An embodiment of the present invention provides an electronic device, including:

a processor and a memory;

the processor is used for executing the steps of the remote monitoring test method for the electric automobile according to any embodiment by calling the program or the instructions stored in the memory.

The embodiment of the invention provides a computer-readable storage medium, which stores a program or instructions, wherein the program or instructions enable a computer to execute the steps of the remote monitoring test method for the electric automobile in any embodiment.

The embodiment of the invention has the following technical effects:

the purpose of remote monitoring and detection of the electric automobile is achieved, monitoring and detecting efficiency and monitoring and detecting precision are improved, and labor cost is saved.

Drawings

In order to more clearly illustrate the embodiments of the present invention or the technical solutions in the prior art, the drawings used in the description of the embodiments or the prior art will be briefly described below, and it is obvious that the drawings in the following description are some embodiments of the present invention, and other drawings can be obtained by those skilled in the art without creative efforts.

Fig. 1 is a schematic structural diagram of a remote monitoring and testing system for an electric vehicle according to an embodiment of the present invention;

fig. 2 is a schematic flow chart of a remote monitoring and testing method for an electric vehicle according to an embodiment of the present invention;

fig. 3 is a schematic structural diagram of an electronic device according to an embodiment of the present invention.

Detailed Description

In order to make the objects, technical solutions and advantages of the present invention more apparent, the technical solutions of the present invention will be clearly and completely described below. It is to be understood that the described embodiments are merely exemplary of the invention, and not restrictive of the full scope of the invention. All other embodiments, which can be derived by a person skilled in the art from the embodiments given herein without making any creative effort, shall fall within the protection scope of the present invention.

The state requires that each electric vehicle accesses real-time data of the vehicle into a national supervision system according to the requirements of GB/T32960 technical Specification of electric vehicle remote service and management System to conveniently monitor the electric vehicle, thereby ensuring the life and property safety of people. In view of this, an embodiment of the present invention provides a remote monitoring and testing system for an electric vehicle, which is used for remotely monitoring and detecting the electric vehicle.
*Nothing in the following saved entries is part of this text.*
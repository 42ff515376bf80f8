use snafu::Snafu;

pub type CustomResult<T> = Result<T, Error>;

/// Error taxonomy of the replay pipeline.
///
/// Every variant carries only clonable context so an outcome can be fanned
/// out to all waiters attached to the same in-flight build.
#[derive(Debug, Snafu, Clone, PartialEq)]
#[snafu(visibility(pub))]
pub enum Error {
    /// provider unreachable or returned no usable data
    #[snafu(display("data unavailable for {session}: {message}"))]
    DataUnavailableError { session: String, message: String },

    /// required session field missing or invalid, never retried
    #[snafu(display("session validation failed on field '{field}': {message}"))]
    ValidationError { field: String, message: String },

    /// a single driver stream failed to resample
    #[snafu(display("failed to synchronize driver {driver}: {message}"))]
    PartialComputationError { driver: String, message: String },

    /// durable tier write failed after exhausting all retry attempts
    #[snafu(display("durable write failed after {attempts} attempts: {message}"))]
    PersistenceError { attempts: u32, message: String },

    /// internal signal, never surfaced past the cache manager
    #[snafu(display("cache miss"))]
    CacheMissError,

    /// a shared in-flight build failed, reported to every attached waiter
    #[snafu(display("session build failed: {message}"))]
    BuildFailedError { message: String },
}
Fig. 1 is a schematic structural diagram of a remote monitoring and testing system for an electric vehicle according to an embodiment of the present invention. Referring to fig. 1, the remote monitoring and testing system for an electric vehicle specifically includes: the data acquisition service 110 is configured to acquire test data of an electric vehicle based on a wireless communication network, screen the test data, write the test data into a message queue if it is determined that the test data meets a preset condition, and feed back error prompt information to a data sender associated with the electric vehicle if it is determined that the test data does not meet the preset condition. The message queue may be kafka, which is an open source stream processing system developed by the Apache software foundation and is a high-throughput distributed publish-subscribe message system. In order to meet the real-time processing requirement of large amount of data, the message queue can be a kafka cluster, namely comprising a plurality of kafka which are parallel, so as to process more data at the same time. Similarly, the data collection service 110 may be deployed in multiple servers, that is, each server is deployed with the data collection service 110, so as to collect more data at the same time. Further, before a plurality of servers with the data acquisition service 110 are deployed respectively, a load balancer Nginx may be further provided to evenly distribute a large amount of data to each server with the data acquisition service 110, so as to achieve the purpose of improving system performance. The load balancer can better shunt data, high availability of data acquisition service is guaranteed while throughput is improved, application of the load balancer Nginx provides good support for actual alarm detection projects, and the alarm detection projects are various in alarm types, wherein dozens of complex working conditions such as new energy three-power system alarm, safety alarm and the like are adopted, meanwhile, the frequency of alarm data transmission is far higher than that of normal test data transmission, and meanwhile, real-time messages and supplementary messages need to be received simultaneously.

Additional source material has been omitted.